5. Analyzing the patterns or trends to draw conclusions. 

Note that the data science lifecycle can be a never-ending cycle as we continue to take a progressively deeper dive into the data and formulate additional questions.  

## Data cleaning and data exploration

There are two key steps within the data science lifestyle: data cleaning and data exploration. These two steps can be a never-ending cycle.

**Data cleaning** is the process of transforming the raw data to allow for data analysis. This typically involves filling in missing data, extrapolating data from text, standardizing data formats, etc.

**Data exploration** is the process of understanding the data through visualizations and analysis. This involves generating high- and low-level analysis of the data, including visualizing the data, to help develop hypotheses and resolve any underlying issues within the data. 

## Core data science libraries

There are different sets of python libraries we can use for each step of the data science process.

**Pandas** is the main library often used in data cleaning and data exploration.
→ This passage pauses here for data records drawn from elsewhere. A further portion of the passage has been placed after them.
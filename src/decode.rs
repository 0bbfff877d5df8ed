//! Response decoding with configurable key and date strategies.
//!
//! The dispatch pipeline hands response bytes to [`decode`] together with
//! the strategies supplied by the caller. The key strategy rewrites object
//! keys over the parsed JSON tree; the date strategy is applied through a
//! forwarding [`serde::Deserializer`] adapter, so epoch numbers reach
//! string-expecting targets (such as `chrono::DateTime<Utc>`) as RFC 3339
//! text while ordinary numeric fields stay numbers.

use chrono::{DateTime, Utc};
use serde::de::value::StringDeserializer;
use serde::de::{
    self, DeserializeOwned, DeserializeSeed, Deserializer, IntoDeserializer, MapAccess, SeqAccess,
    Visitor,
};
use serde::forward_to_deserialize_any;
use serde_json::Value;

/// How timestamp values in the response body are interpreted.
#[derive(Debug, Clone, Copy, PartialEq, Eq, Default)]
pub enum DateDecodingStrategy {
    /// No interpretation; the target type decides (default).
    #[default]
    DeferToValue,
    /// Timestamps are RFC 3339 / ISO 8601 strings.
    Rfc3339,
    /// Timestamps are numbers of seconds since the Unix epoch.
    SecondsSinceEpoch,
    /// Timestamps are numbers of milliseconds since the Unix epoch.
    MillisecondsSinceEpoch,
}

/// How JSON object keys are mapped onto the target type's field names.
#[derive(Debug, Clone, Copy, PartialEq, Eq, Default)]
pub enum KeyDecodingStrategy {
    /// Keys are used exactly as they appear (default).
    #[default]
    UseKeysAsIs,
    /// `camelCase` keys are rewritten to `snake_case` before decoding.
    ConvertToSnakeCase,
    /// `snake_case` keys are rewritten to `camelCase` before decoding.
    ConvertToCamelCase,
}

/// Decodes a JSON body into `T` under the given strategies.
///
/// With both strategies at their defaults this is a plain
/// `serde_json::from_slice`; otherwise the body is parsed to a value tree
/// first and decoded through the strategy adapter.
pub fn decode<T: DeserializeOwned>(
    bytes: &[u8],
    dates: DateDecodingStrategy,
    keys: KeyDecodingStrategy,
) -> serde_json::Result<T> {
    if dates == DateDecodingStrategy::DeferToValue && keys == KeyDecodingStrategy::UseKeysAsIs {
        return serde_json::from_slice(bytes);
    }

    let mut value: Value = serde_json::from_slice(bytes)?;
    rewrite_keys(&mut value, keys);
    T::deserialize(StrategyDecoder {
        value,
        dates,
    })
}

fn rewrite_keys(value: &mut Value, strategy: KeyDecodingStrategy) {
    if strategy == KeyDecodingStrategy::UseKeysAsIs {
        return;
    }
    match value {
        Value::Object(map) => {
            let entries: Vec<(String, Value)> = std::mem::take(map).into_iter().collect();
            for (key, mut child) in entries {
                rewrite_keys(&mut child, strategy);
                map.insert(convert_key(&key, strategy), child);
            }
        }
        Value::Array(items) => {
            for item in items {
                rewrite_keys(item, strategy);
            }
        }
        _ => {}
    }
}

fn convert_key(key: &str, strategy: KeyDecodingStrategy) -> String {
    match strategy {
        KeyDecodingStrategy::UseKeysAsIs => key.to_string(),
        KeyDecodingStrategy::ConvertToSnakeCase => snake_case(key),
        KeyDecodingStrategy::ConvertToCamelCase => camel_case(key),
    }
}

fn snake_case(key: &str) -> String {
    let mut out = String::with_capacity(key.len() + 4);
    for ch in key.chars() {
        if ch.is_ascii_uppercase() {
            if !out.is_empty() && !out.ends_with('_') {
                out.push('_');
            }
            out.push(ch.to_ascii_lowercase());
        } else {
            out.push(ch);
        }
    }
    out
}

fn camel_case(key: &str) -> String {
    let mut out = String::with_capacity(key.len());
    for segment in key.split('_').filter(|s| !s.is_empty()) {
        if out.is_empty() {
            out.push_str(segment);
        } else {
            let mut chars = segment.chars();
            if let Some(first) = chars.next() {
                out.extend(first.to_uppercase());
                out.push_str(chars.as_str());
            }
        }
    }
    out
}

fn epoch_to_rfc3339(strategy: DateDecodingStrategy, number: &serde_json::Number) -> Option<String> {
    let parsed = match strategy {
        DateDecodingStrategy::SecondsSinceEpoch => match number.as_i64() {
            Some(secs) => DateTime::<Utc>::from_timestamp(secs, 0),
            None => number
                .as_f64()
                .and_then(|secs| DateTime::<Utc>::from_timestamp_millis((secs * 1000.0) as i64)),
        },
        DateDecodingStrategy::MillisecondsSinceEpoch => {
            number.as_i64().and_then(DateTime::<Utc>::from_timestamp_millis)
        }
        _ => None,
    };
    parsed.map(|dt| dt.to_rfc3339())
}

/// Owned-value deserializer that carries the date strategy down the tree.
///
/// Only string-expecting targets observe the strategy: when the underlying
/// value is a number and an epoch strategy is active, `deserialize_str`
/// surfaces the converted RFC 3339 text instead. All other requests forward
/// to self-describing deserialization.
struct StrategyDecoder {
    value: Value,
    dates: DateDecodingStrategy,
}

impl<'de> Deserializer<'de> for StrategyDecoder {
    type Error = serde_json::Error;

    fn deserialize_any<V>(self, visitor: V) -> Result<V::Value, Self::Error>
    where
        V: Visitor<'de>,
    {
        match self.value {
            Value::Null => visitor.visit_unit(),
            Value::Bool(b) => visitor.visit_bool(b),
            Value::Number(n) => {
                if let Some(i) = n.as_i64() {
                    visitor.visit_i64(i)
                } else if let Some(u) = n.as_u64() {
                    visitor.visit_u64(u)
                } else if let Some(f) = n.as_f64() {
                    visitor.visit_f64(f)
                } else {
                    Err(de::Error::custom("number is not representable"))
                }
            }
            Value::String(s) => visitor.visit_string(s),
            Value::Array(items) => visitor.visit_seq(SeqDecoder {
                iter: items.into_iter(),
                dates: self.dates,
            }),
            Value::Object(map) => visitor.visit_map(MapDecoder {
                iter: map.into_iter(),
                pending: None,
                dates: self.dates,
            }),
        }
    }

    fn deserialize_str<V>(self, visitor: V) -> Result<V::Value, Self::Error>
    where
        V: Visitor<'de>,
    {
        if let Value::Number(number) = &self.value {
            if let Some(text) = epoch_to_rfc3339(self.dates, number) {
                return visitor.visit_string(text);
            }
        }
        self.deserialize_any(visitor)
    }

    fn deserialize_string<V>(self, visitor: V) -> Result<V::Value, Self::Error>
    where
        V: Visitor<'de>,
    {
        self.deserialize_str(visitor)
    }

    fn deserialize_option<V>(self, visitor: V) -> Result<V::Value, Self::Error>
    where
        V: Visitor<'de>,
    {
        if self.value.is_null() {
            visitor.visit_none()
        } else {
            visitor.visit_some(self)
        }
    }

    fn deserialize_newtype_struct<V>(
        self,
        _name: &'static str,
        visitor: V,
    ) -> Result<V::Value, Self::Error>
    where
        V: Visitor<'de>,
    {
        visitor.visit_newtype_struct(self)
    }

    fn deserialize_enum<V>(
        self,
        name: &'static str,
        variants: &'static [&'static str],
        visitor: V,
    ) -> Result<V::Value, Self::Error>
    where
        V: Visitor<'de>,
    {
        // Date rewriting does not descend into enum payloads.
        self.value.deserialize_enum(name, variants, visitor)
    }

    forward_to_deserialize_any! {
        bool i8 i16 i32 i64 i128 u8 u16 u32 u64 u128 f32 f64 char bytes
        byte_buf unit unit_struct seq tuple tuple_struct map struct
        identifier ignored_any
    }
}

struct SeqDecoder {
    iter: std::vec::IntoIter<Value>,
    dates: DateDecodingStrategy,
}

impl<'de> SeqAccess<'de> for SeqDecoder {
    type Error = serde_json::Error;

    fn next_element_seed<T>(&mut self, seed: T) -> Result<Option<T::Value>, Self::Error>
    where
        T: DeserializeSeed<'de>,
    {
        match self.iter.next() {
            Some(value) => seed
                .deserialize(StrategyDecoder {
                    value,
                    dates: self.dates,
                })
                .map(Some),
            None => Ok(None),
        }
    }
}

struct MapDecoder {
    iter: serde_json::map::IntoIter,
    pending: Option<Value>,
    dates: DateDecodingStrategy,
}

impl<'de> MapAccess<'de> for MapDecoder {
    type Error = serde_json::Error;

    fn next_key_seed<K>(&mut self, seed: K) -> Result<Option<K::Value>, Self::Error>
    where
        K: DeserializeSeed<'de>,
    {
        match self.iter.next() {
            Some((key, value)) => {
                self.pending = Some(value);
                let key: StringDeserializer<serde_json::Error> = key.into_deserializer();
                seed.deserialize(key).map(Some)
            }
            None => Ok(None),
        }
    }

    fn next_value_seed<V>(&mut self, seed: V) -> Result<V::Value, Self::Error>
    where
        V: DeserializeSeed<'de>,
    {
        let value = self
            .pending
            .take()
            .ok_or_else(|| de::Error::custom("map value requested before key"))?;
        seed.deserialize(StrategyDecoder {
            value,
            dates: self.dates,
        })
    }
}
The data structures and operations within Pandas allow for ease of data manipulation and analysis. 

**Matplotlib, Seaborn, and Plotly** are standard libraries used for data visualizations. Matplotlib provides the basic framework for static plots, which is built upon by Seaborn for better integration with Pandas. Plotly is used to generate more interactive visualizations.

**Scikit-learn and Statsmodels** are standard libraries used for data analysis, specifically machine learning and statistical analysis functions respectively. 

While not a data science specific library, the **Numpy** library is often used for mathematical data manipulation. 

## Introduction to Pandas and DataFrames

Pandas is a standard Python library used for analysis of tabular data. You can think of the structure of tabular data as a matrix or a spreadsheet. 

There are two main types of data structures within Pandas: DataFrame and Series. A **DataFrame** is a two-dimensional labeled tabular data structure consisting of rows and columns. A **Series** is a one-dimensional labeled array data structure. This is typically a singular row or column.

![Data-Science-1.jpg](attachment:Data-Science-1.jpg)

When we look at a DataFrame, we can identify several distinct attributes. A **row** is a horizontal line of data that typically encodes an individual observation. A **column** is a vertical line of data that typically encodes the specific features of each row or observation. The topmost horizontal line represents the **column labels**, while the left most vertical line represents the **row labels or index**. The **shape** of the DataFrame stores the dimensions.

![Data-Science-2.jpg](attachment:Data-Science-2.jpg)

When we select a singular row or column from a DataFrame, we get a Series, which is a labeled array of data. Notice that the structure and metadata differ between a singular column and a singular row selection. 

In a singular row selection, the labels of the Series are the column labels. In addition, the dtype (data type) is an object because the data in the Series contains mixed data types (float and String), which commonly occurs for row selections. In a singular column selection, the labels of the Series are the row labels or index. In this case, the dtype is float64 as all the data contained in the Series are floats. 

One useful feature of DataFrame is that the structure and stored data can easily be changed, simplifying the data cleaning process. Data within a DataFrame can be edited similarly as variable assignment. Many Python and NumPy functions can be applied to an entire row or column. DataFrames also have intrinsic functions that can modify the entire DataFrame. We will explore more of these functionalities later in this module. 

## Combining DataFrames

![Data-Science-3.jpg](attachment:Data-Science-3.jpg)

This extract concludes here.